Cine: Mamut. Te necesito

La brecha entre ricos y pobres y las interconexiones entre unos y otros están en el centro de Mamut. La película tiene como punto de partida el matrimonio entre Leo (Gael García Bernal) y Ellen (Michelle Williams) y el fruto de su unión: Jackie (Sophie Nyweide), su inteligente hija de ocho años. Leo y Ellen son una pareja de éxito que vive en Nueva York: él es el creador de una página web; y ella, una brillante cirujana. Su vida es aparentemente feliz…, hasta que un viaje, por negocios del padre, a Tailandia brinda la oportunidad de conocer más de cerca la verdadera realidad de la pareja y su interrelación con otras personas, en una clara referencia temática y de estructura a la película Babel, del mexicano Alejandro González-Iñárritu
Mamut es el sexto largometraje en la filmografía del joven director sueco Lukas Moodysson y su primera película rodada en inglés. El leitmotiv del filme es un recurso ya utilizado, pero que siempre aporta algo novedoso: las relaciones interpersonales. «Pensé en las necesidades, en lo mucho que los seres humanos se necesitan. Y en cómo estas necesidades pueden desbordarse y empezar a ser destructivas, a pesar de surgir de un sentimiento genuino», explica Moodyson.
El sentimiento genuino que da origen a Mamut es la necesidad de sus protagonistas de dar una vida mejor a sus hijos, pero en un mundo donde el dios es el capitalismo, donde buena vida significa dinero. Gael García Bernal encarna a Leo, un joven que se ha hecho rico sin querer, cuando creó una página web de videojuegos. Al principio, era consciente de que no necesita mucho dinero, pero su socio le convenció de lo contrario. Durante un viaje a Tailandia, para cerrar un trato de 45 millones de dólares, Leo, lejos de su familia y abrumado por la soledad de una gran ciudad como Bangkok, se dirige a un resort en la playa, donde conoce a Cookie (Run Srinikornchot), una joven tailandesa que ejerce la prostitución y con la que intercambiará sus puntos de vista vitales.
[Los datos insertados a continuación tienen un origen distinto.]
// Feature flag provider

use crate::StoreSubscription;
use flagstaff_features::{
    FeatureFlagOptions, FeatureFlags, FlagState, FlagValue, ObservableFlags, Overrides, Result,
};
use std::sync::Arc;
use std::sync::atomic::{AtomicBool, Ordering};
use tracing::debug;

/// Shares one flag store with a component tree.
///
/// Exposes the external-store protocol (`subscribe`, `get_snapshot`,
/// `get_server_snapshot`) and hands out [`FeatureFlagsHandle`]s to
/// consumers. Server-provided values can be hydrated once on mount.
pub struct FeatureFlagProvider<F: ObservableFlags + ?Sized = FeatureFlags> {
    flags: Arc<F>,
    hydrated_overrides: Option<Overrides>,
    hydrated: AtomicBool,
}

impl FeatureFlagProvider<FeatureFlags> {
    /// Provide an existing store
    pub fn new(flags: FeatureFlags) -> Self {
        Self::from_shared(Arc::new(flags))
    }

    /// Build the store from options and provide it
    pub fn from_options(options: FeatureFlagOptions) -> Result<Self> {
        Ok(Self::new(FeatureFlags::new(options)?))
    }
}

impl<F: ObservableFlags + ?Sized> FeatureFlagProvider<F> {
    /// Provide any store implementing [`ObservableFlags`]
    pub fn from_shared(flags: Arc<F>) -> Self {
        Self {
            flags,
            hydrated_overrides: None,
            hydrated: AtomicBool::new(false),
        }
    }

    /// Values to apply once on [`mount`](Self::mount), typically shipped
    /// alongside server-rendered markup.
    pub fn with_hydrated_overrides(mut self, overrides: Overrides) -> Self {
        self.hydrated_overrides = Some(overrides);
        self
    }

    pub fn flags(&self) -> &Arc<F> {
        &self.flags
    }

    /// Register a change listener; dropping the returned guard removes it.
    pub fn subscribe<L>(&self, listener: L) -> StoreSubscription<F>
    where
        L: Fn() + Send + Sync + 'static,
    {
        StoreSubscription::new(self.flags.clone(), listener)
    }

    /// Current values
    pub fn get_snapshot(&self) -> FlagState {
        self.flags.snapshot()
    }

    /// Values resolved at construction, stable across the session
    pub fn get_server_snapshot(&self) -> FlagState {
        self.flags.initial_snapshot()
    }

    /// Apply hydrated overrides. Runs at most once per provider; later calls
    /// return 0.
    ///
    /// Every value goes through `is_valid` before `set`; invalid values and
    /// rejected writes (read-only flags, for instance) are skipped silently.
    /// Returns the number of committed writes.
    pub fn mount(&self) -> usize {
        let Some(overrides) = &self.hydrated_overrides else {
            return 0;
        };
        if self.hydrated.swap(true, Ordering::SeqCst) {
            return 0;
        }

        let mut committed = 0;
        for flag in self.flags.flags() {
            let Some(value) = overrides(flag.as_str()) else {
                continue;
            };
            if self.flags.is_valid(&flag, &value) && self.flags.set(&flag, value) {
                committed += 1;
            }
        }

        debug!(committed, "Hydrated feature flags");
        committed
    }

    pub fn is_hydrated(&self) -> bool {
        self.hydrated.load(Ordering::SeqCst)
    }

    /// Read the current state together with a setter.
    pub fn use_feature_flags(&self) -> (FlagState, FeatureFlagsHandle<F>) {
        (
            self.get_snapshot(),
            FeatureFlagsHandle {
                flags: self.flags.clone(),
            },
        )
    }
}

impl<F: ObservableFlags + ?Sized> Clone for FeatureFlagProvider<F> {
    /// Clones share the store and start with the same hydration state.
    fn clone(&self) -> Self {
        Self {
            flags: self.flags.clone(),
            hydrated_overrides: self.hydrated_overrides.clone(),
            hydrated: AtomicBool::new(self.is_hydrated()),
        }
    }
}

/// Setter half of [`FeatureFlagProvider::use_feature_flags`].
pub struct FeatureFlagsHandle<F: ObservableFlags + ?Sized = FeatureFlags> {
    flags: Arc<F>,
}

impl<F: ObservableFlags + ?Sized> FeatureFlagsHandle<F> {
    /// Apply a partial update. Values outside a flag's options, undeclared
    /// flags and rejected writes are dropped. Returns the number committed.
    pub fn set_state<I, K, V>(&self, updates: I) -> usize
    where
        I: IntoIterator<Item = (K, V)>,
        K: AsRef<str>,
        V: Into<FlagValue>,
    {
        let mut committed = 0;
        for (flag, value) in updates {
            let flag = flag.as_ref();
            let value = value.into();
            if self.flags.is_valid(flag, &value) && self.flags.set(flag, value) {
                committed += 1;
            }
        }
        committed
    }

    pub fn get(&self, flag: &str) -> Option<FlagValue> {
        self.flags.get(flag)
    }
}

impl<F: ObservableFlags + ?Sized> Clone for FeatureFlagsHandle<F> {
    fn clone(&self) -> Self {
        Self {
            flags: self.flags.clone(),
        }
    }
}
pub mod fixtures;
pub mod nodes;

pub use fixtures::*;
pub use nodes::*;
Mientras, en Nueva York, la mujer de Leo, Ellen, trabaja en urgencias pediátricas. Es una buena profesional que, cada día, se enfrenta al sufrimiento de los hijos de otras personas, pero empieza a entender que no pasa el suficiente tiempo con su hija. Pronto descubrirá que la pequeña Jackie prefiere estar con la niñera filipina antes que con ella. Gloria (Marifé Necesito), a su vez, dejó en su tierra a dos hijos, con los que habla por teléfono asiduamente, intentando convencerles de que está en Estados Unidos para darles una vida mejor.
La cima puede ser un infierno
Mamut aborda las desigualdades sociales, las injusticias, la prostitución…, y trata desde diferentes perspectivas la maternidad y la ansiedad generalizada de las mujeres que quieren conciliar la vida personal y profesional. La película de Lukas Moodysson es más expositiva que reflexiva, y al guionista y director sólo le da para compadecerse de sus personajes. Aun así, es antropológicamente acertada; se enfrenta con realismo al drama humano de quien se atreve a hacerse preguntas . Uno de los personajes llega a pedir: Dios, ayúdame.
El hijo mayor de Gloria, Salvador (Jan Nicdao), es quien intenta contestar a las preguntas de su hermano menor, Manuel (Martin Delos Santos), sobre dónde está su madre, por qué no está con ellos… Ellen también explica por teléfono a Leo cómo su corazón le va a explotar y la ansiedad que siente por ser buena madre, la misma expresión que utiliza Gloria para contar cómo se siente cuando habla con sus hijos por teléfono. Finalmente, los regalos materiales parecen ser la solución para acallar los deseos profundos que esconden tantas preguntas sin respuesta.
«Hubo una vez en que yo quería ser el mejor. No había ni viento, ni cascadas que pudieran detenerme… No dejé rastro alguno de gracia», reza la letra de la canción The Greatest, de Cat Power, que suena en la banda sonora de Mamut. Otra de las canciones que se escuchan, una y otra vez, es Destroy Everything You Touch (Destruye todo lo que toca), de Ladytron. Por si no quedaba claro en el guión, la banda sonora lo refuerza: llegar a lo que se supone es la cima, puede llevar al hombre a su destrucción.
Mamut es, sin duda, una película brillante en la que destaca la magia de mirar la realidad tal y como es. Los actores protagonistas están impecables en sus interpretaciones, destacando Michelle Williams como una mujer abandonada a las circunstancias, que sabe que su corazón desea una conexión más amorosa con su hija y con la realidad.
Se agradece al director su esfuerzo, además, por haber universalizado estas preguntas a través de tramas que suceden en Nueva York, Filipinas o Tailandia.